What is needed
Where a line of the following data contains the string "found", include it in the tally. Report the total alone.

Listed records
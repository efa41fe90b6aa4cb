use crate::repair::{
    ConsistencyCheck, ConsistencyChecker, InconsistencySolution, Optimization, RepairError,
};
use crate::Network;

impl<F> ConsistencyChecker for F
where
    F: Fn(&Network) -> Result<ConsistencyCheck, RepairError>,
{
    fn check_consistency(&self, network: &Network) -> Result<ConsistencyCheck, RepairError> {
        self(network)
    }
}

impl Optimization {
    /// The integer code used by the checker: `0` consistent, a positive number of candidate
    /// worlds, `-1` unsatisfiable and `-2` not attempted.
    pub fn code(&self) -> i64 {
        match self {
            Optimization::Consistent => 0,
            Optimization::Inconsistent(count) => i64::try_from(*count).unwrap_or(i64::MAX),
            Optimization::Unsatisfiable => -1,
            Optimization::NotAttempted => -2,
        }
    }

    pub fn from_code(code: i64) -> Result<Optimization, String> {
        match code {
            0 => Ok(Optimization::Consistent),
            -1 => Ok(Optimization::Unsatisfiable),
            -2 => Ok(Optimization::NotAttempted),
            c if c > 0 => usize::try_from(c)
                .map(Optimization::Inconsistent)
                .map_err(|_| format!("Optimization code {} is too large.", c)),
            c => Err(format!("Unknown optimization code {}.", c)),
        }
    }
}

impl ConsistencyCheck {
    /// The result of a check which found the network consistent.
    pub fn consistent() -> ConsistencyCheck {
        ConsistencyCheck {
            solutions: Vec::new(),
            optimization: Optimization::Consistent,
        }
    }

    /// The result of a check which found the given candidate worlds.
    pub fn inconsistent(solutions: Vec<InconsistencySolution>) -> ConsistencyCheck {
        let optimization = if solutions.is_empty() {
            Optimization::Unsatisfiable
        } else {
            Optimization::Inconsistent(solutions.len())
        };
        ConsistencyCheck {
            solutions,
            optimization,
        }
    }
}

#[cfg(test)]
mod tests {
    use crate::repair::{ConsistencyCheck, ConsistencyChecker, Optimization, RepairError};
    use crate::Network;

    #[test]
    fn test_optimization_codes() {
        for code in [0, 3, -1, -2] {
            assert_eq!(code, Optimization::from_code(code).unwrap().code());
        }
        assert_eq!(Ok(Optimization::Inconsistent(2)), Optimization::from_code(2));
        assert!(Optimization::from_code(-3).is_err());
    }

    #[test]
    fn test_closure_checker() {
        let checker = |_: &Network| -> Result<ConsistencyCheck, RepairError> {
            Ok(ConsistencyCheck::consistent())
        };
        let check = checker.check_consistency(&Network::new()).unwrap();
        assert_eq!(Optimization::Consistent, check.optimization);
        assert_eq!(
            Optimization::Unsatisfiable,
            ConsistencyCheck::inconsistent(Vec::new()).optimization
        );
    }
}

Answer box
2